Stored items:
+++

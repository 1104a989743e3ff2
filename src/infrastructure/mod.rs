//! Infrastructure Layer
//!
//! Cross-cutting concerns and infrastructure components.

pub mod inflight;
pub mod rate_limiter;
pub mod shutdown;

pub use inflight::InflightGroup;
pub use rate_limiter::{RateLimitConfig, RateLimiter};
pub use shutdown::{shutdown_signal, ShutdownController};
//! Country Cache Port
//!
//! Defines the interface for remembering resolved countries.

use crate::domain::entities::CacheEntry;

/// Time-bounded memory of resolved countries keyed by normalized address.
///
/// Implementations apply their TTL lazily: an expired entry may still be
/// stored but must read as absent.
pub trait CountryCache: Send + Sync {
    /// Fresh entry for `key`, if any.
    fn get(&self, key: &str) -> Option<CacheEntry>;

    /// Remember `country` for `key`, resolved now.
    fn insert(&self, key: &str, country: String);

    /// Drop every expired entry, returning how many were removed.
    fn purge_expired(&self) -> usize;

    /// Number of stored entries, expired ones included.
    fn len(&self) -> usize;

    fn is_empty(&self) -> bool {
        self.len() == 0
    }
}
//! Cancellation token (spec §9: "replace the `volatile sig_atomic_t
//! terminate` flag with a cancellation token checked at loop heads and
//! propagated to the blocking-receive primitive"). A `CancelToken` is
//! cheap to clone and safe to share across the one thread that actually
//! reads it plus whatever signal handler (external to this crate) sets
//! it.

use std::sync::atomic::{AtomicBool, Ordering};
use std::sync::Arc;

#[derive(Clone, Default)]
pub struct CancelToken(Arc<AtomicBool>);

impl CancelToken {
    pub fn new() -> Self {
        Self(Arc::new(AtomicBool::new(false)))
    }

    /// Called from a SIGINT/SIGTERM handler (external to this crate).
    pub fn cancel(&self) {
        self.0.store(true, Ordering::SeqCst);
    }

    pub fn is_cancelled(&self) -> bool {
        self.0.load(Ordering::SeqCst)
    }
}

#[cfg(test)]
mod tests {
    use super::*;

    #[test]
    fn starts_uncancelled_and_latches() {
        let token = CancelToken::new();
        assert!(!token.is_cancelled());
        let clone = token.clone();
        clone.cancel();
        assert!(token.is_cancelled());
    }
}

+++

* **Exercise instructions**
Reprint exactly the lines above that start at the one with "may still be" and end at the one with "self.len() == 0", keeping both and adding none.

* **Exercise response**
/// Implementations apply their TTL lazily: an expired entry may still be
/// stored but must read as absent.
pub trait CountryCache: Send + Sync {
    /// Fresh entry for `key`, if any.
    fn get(&self, key: &str) -> Option<CacheEntry>;

    /// Remember `country` for `key`, resolved now.
    fn insert(&self, key: &str, country: String);

    /// Drop every expired entry, returning how many were removed.
    fn purge_expired(&self) -> usize;

    /// Number of stored entries, expired ones included.
    fn len(&self) -> usize;

    fn is_empty(&self) -> bool {
        self.len() == 0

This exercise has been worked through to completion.